Exercise brief → The entries below must be copied exactly as they are.

** Opening Extracted data block **

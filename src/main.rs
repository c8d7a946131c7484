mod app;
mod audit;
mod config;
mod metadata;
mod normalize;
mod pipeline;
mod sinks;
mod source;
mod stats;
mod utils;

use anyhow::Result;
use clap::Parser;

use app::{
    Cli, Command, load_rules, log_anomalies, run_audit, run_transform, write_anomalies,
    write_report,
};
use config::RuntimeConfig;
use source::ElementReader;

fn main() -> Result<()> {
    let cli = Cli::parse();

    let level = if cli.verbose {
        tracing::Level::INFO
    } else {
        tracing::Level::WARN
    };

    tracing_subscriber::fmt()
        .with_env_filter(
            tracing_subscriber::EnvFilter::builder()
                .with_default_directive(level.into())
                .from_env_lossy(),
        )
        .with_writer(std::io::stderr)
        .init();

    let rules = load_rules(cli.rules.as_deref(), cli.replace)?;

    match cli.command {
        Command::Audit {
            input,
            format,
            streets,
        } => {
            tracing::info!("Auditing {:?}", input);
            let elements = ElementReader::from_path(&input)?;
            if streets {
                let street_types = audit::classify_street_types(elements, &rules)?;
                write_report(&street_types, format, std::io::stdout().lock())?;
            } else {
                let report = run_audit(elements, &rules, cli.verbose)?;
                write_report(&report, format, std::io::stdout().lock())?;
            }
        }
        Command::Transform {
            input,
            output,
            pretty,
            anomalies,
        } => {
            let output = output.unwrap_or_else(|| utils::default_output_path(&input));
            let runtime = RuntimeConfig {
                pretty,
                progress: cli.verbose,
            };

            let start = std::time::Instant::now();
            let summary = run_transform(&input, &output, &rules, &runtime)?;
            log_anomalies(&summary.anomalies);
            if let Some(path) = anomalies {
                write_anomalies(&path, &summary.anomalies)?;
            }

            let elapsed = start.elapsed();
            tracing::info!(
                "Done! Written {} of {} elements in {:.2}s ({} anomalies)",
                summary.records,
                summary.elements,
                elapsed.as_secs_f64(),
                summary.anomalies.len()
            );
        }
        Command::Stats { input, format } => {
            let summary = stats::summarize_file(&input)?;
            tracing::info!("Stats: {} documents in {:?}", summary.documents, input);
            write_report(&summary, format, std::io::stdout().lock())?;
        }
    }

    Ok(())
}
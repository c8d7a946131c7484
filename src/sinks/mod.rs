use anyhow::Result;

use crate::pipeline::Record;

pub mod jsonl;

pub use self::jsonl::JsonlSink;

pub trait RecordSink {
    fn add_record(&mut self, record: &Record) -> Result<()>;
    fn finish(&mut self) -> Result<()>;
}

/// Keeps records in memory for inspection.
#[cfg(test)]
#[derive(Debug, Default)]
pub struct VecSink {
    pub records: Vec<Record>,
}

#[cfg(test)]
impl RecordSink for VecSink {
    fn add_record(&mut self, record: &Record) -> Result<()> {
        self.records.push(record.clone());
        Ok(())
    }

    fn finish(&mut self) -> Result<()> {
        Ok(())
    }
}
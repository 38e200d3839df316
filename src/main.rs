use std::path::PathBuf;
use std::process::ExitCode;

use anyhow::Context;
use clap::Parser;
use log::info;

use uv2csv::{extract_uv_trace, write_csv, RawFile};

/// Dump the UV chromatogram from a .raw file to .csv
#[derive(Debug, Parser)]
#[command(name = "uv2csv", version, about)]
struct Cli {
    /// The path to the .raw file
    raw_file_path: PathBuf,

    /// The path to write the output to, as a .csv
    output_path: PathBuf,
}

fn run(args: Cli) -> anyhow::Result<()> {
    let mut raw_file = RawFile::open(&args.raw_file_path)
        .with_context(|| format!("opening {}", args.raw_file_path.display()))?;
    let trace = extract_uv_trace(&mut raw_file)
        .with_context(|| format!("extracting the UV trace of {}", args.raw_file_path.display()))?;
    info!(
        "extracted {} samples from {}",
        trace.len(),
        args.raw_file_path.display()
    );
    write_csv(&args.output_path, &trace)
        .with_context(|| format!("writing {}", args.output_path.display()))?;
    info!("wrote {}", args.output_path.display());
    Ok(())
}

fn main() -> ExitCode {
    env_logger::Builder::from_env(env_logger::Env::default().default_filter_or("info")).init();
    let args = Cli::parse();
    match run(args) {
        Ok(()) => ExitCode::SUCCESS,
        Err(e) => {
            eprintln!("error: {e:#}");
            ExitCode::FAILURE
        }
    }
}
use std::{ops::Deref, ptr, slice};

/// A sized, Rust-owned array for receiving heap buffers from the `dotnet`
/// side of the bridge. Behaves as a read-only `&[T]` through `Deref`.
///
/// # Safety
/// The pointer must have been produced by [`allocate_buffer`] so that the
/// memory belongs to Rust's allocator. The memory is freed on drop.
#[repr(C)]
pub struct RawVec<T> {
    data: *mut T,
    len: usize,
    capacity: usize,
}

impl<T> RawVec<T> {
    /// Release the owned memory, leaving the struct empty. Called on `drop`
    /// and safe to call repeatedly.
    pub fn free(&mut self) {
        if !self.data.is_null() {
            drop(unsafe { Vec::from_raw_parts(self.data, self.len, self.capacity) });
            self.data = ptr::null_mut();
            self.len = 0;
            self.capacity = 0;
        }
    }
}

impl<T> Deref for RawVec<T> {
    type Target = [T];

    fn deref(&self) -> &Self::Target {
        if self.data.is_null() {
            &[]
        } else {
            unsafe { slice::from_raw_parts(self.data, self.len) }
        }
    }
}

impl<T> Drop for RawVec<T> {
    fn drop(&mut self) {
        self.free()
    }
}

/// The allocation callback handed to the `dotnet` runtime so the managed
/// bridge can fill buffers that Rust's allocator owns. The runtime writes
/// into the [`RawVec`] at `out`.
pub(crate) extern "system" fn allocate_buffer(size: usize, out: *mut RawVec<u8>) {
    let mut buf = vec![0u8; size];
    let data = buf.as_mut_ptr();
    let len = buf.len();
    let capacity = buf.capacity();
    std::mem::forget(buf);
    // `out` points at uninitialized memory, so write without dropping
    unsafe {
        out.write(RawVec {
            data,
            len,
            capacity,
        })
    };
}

** Closing Extracted data block **

Task response →
filename src/main.rs
repository c8d7a946131c7484
mod app;
mod audit;
mod config;
mod metadata;
mod normalize;
mod pipeline;
mod sinks;
mod source;
mod stats;
mod utils;

use anyhow::Result;
use clap::Parser;

use app::{
    Cli, Command, load_rules, log_anomalies, run_audit, run_transform, write_anomalies,
    write_report,
};
use config::RuntimeConfig;
use source::ElementReader;

fn main() -> Result<()> {
    let cli = Cli::parse();

    let level = if cli.verbose {
        tracing::Level::INFO
    } else {
        tracing::Level::WARN
    };

    tracing_subscriber::fmt()
        .with_env_filter(
            tracing_subscriber::EnvFilter::builder()
                .with_default_directive(level.into())
                .from_env_lossy(),
        )
        .with_writer(std::io::stderr)
        .init();

    let rules = load_rules(cli.rules.as_deref(), cli.replace)?;

    match cli.command {
        Command::Audit {
            input,
            format,
            streets,
        } => {
            tracing::info!("Auditing {:?}", input);
            let elements = ElementReader::from_path(&input)?;
            if streets {
                let street_types = audit::classify_street_types(elements, &rules)?;
                write_report(&street_types, format, std::io::stdout().lock())?;
            } else {
                let report = run_audit(elements, &rules, cli.verbose)?;
                write_report(&report, format, std::io::stdout().lock())?;
            }
        }
        Command::Transform {
            input,
            output,
            pretty,
            anomalies,
        } => {
            let output = output.unwrap_or_else(|| utils::default_output_path(&input));
            let runtime = RuntimeConfig {
                pretty,
                progress: cli.verbose,
            };

            let start = std::time::Instant::now();
            let summary = run_transform(&input, &output, &rules, &runtime)?;
            log_anomalies(&summary.anomalies);
            if let Some(path) = anomalies {
                write_anomalies(&path, &summary.anomalies)?;
            }

            let elapsed = start.elapsed();
            tracing::info!(
                "Done! Written {} of {} elements in {:.2}s ({} anomalies)",
                summary.records,
                summary.elements,
                elapsed.as_secs_f64(),
                summary.anomalies.len()
            );
        }
        Command::Stats { input, format } => {
            let summary = stats::summarize_file(&input)?;
            tracing::info!("Stats: {} documents in {:?}", summary.documents, input);
            write_report(&summary, format, std::io::stdout().lock())?;
        }
    }

    Ok(())
}
repository c8d7a946131c7484
filename src/sinks/mod.rs
use anyhow::Result;

use crate::pipeline::Record;

pub mod jsonl;

pub use self::jsonl::JsonlSink;

pub trait RecordSink {
    fn add_record(&mut self, record: &Record) -> Result<()>;
    fn finish(&mut self) -> Result<()>;
}

/// Keeps records in memory for inspection.
#[cfg(test)]
#[derive(Debug, Default)]
pub struct VecSink {
    pub records: Vec<Record>,
}

#[cfg(test)]
impl RecordSink for VecSink {
    fn add_record(&mut self, record: &Record) -> Result<()> {
        self.records.push(record.clone());
        Ok(())
    }

    fn finish(&mut self) -> Result<()> {
        Ok(())
    }
}
repository 38e200d3839df316
filename src/main.rs
use std::path::PathBuf;
use std::process::ExitCode;

use anyhow::Context;
use clap::Parser;
use log::info;

use uv2csv::{extract_uv_trace, write_csv, RawFile};

/// Dump the UV chromatogram from a .raw file to .csv
#[derive(Debug, Parser)]
#[command(name = "uv2csv", version, about)]
struct Cli {
    /// The path to the .raw file
    raw_file_path: PathBuf,

    /// The path to write the output to, as a .csv
    output_path: PathBuf,
}

fn run(args: Cli) -> anyhow::Result<()> {
    let mut raw_file = RawFile::open(&args.raw_file_path)
        .with_context(|| format!("opening {}", args.raw_file_path.display()))?;
    let trace = extract_uv_trace(&mut raw_file)
        .with_context(|| format!("extracting the UV trace of {}", args.raw_file_path.display()))?;
    info!(
        "extracted {} samples from {}",
        trace.len(),
        args.raw_file_path.display()
    );
    write_csv(&args.output_path, &trace)
        .with_context(|| format!("writing {}", args.output_path.display()))?;
    info!("wrote {}", args.output_path.display());
    Ok(())
}

fn main() -> ExitCode {
    env_logger::Builder::from_env(env_logger::Env::default().default_filter_or("info")).init();
    let args = Cli::parse();
    match run(args) {
        Ok(()) => ExitCode::SUCCESS,
        Err(e) => {
            eprintln!("error: {e:#}");
            ExitCode::FAILURE
        }
    }
}
use std::{ops::Deref, ptr, slice};

/// A sized, Rust-owned array for receiving heap buffers from the `dotnet`
/// side of the bridge. Behaves as a read-only `&[T]` through `Deref`.
///
/// # Safety
/// The pointer must have been produced by [`allocate_buffer`] so that the
/// memory belongs to Rust's allocator. The memory is freed on drop.
#[repr(C)]
pub struct RawVec<T> {
    data: *mut T,
    len: usize,
    capacity: usize,
}

impl<T> RawVec<T> {
    /// Release the owned memory, leaving the struct empty. Called on `drop`
    /// and safe to call repeatedly.
    pub fn free(&mut self) {
        if !self.data.is_null() {
            drop(unsafe { Vec::from_raw_parts(self.data, self.len, self.capacity) });
            self.data = ptr::null_mut();
            self.len = 0;
            self.capacity = 0;
        }
    }
}

impl<T> Deref for RawVec<T> {
    type Target = [T];

    fn deref(&self) -> &Self::Target {
        if self.data.is_null() {
            &[]
        } else {
            unsafe { slice::from_raw_parts(self.data, self.len) }
        }
    }
}

impl<T> Drop for RawVec<T> {
    fn drop(&mut self) {
        self.free()
    }
}

/// The allocation callback handed to the `dotnet` runtime so the managed
/// bridge can fill buffers that Rust's allocator owns. The runtime writes
/// into the [`RawVec`] at `out`.
pub(crate) extern "system" fn allocate_buffer(size: usize, out: *mut RawVec<u8>) {
    let mut buf = vec![0u8; size];
    let data = buf.as_mut_ptr();
    let len = buf.len();
    let capacity = buf.capacity();
    std::mem::forget(buf);
    // `out` points at uninitialized memory, so write without dropping
    unsafe {
        out.write(RawVec {
            data,
            len,
            capacity,
        })
    };
}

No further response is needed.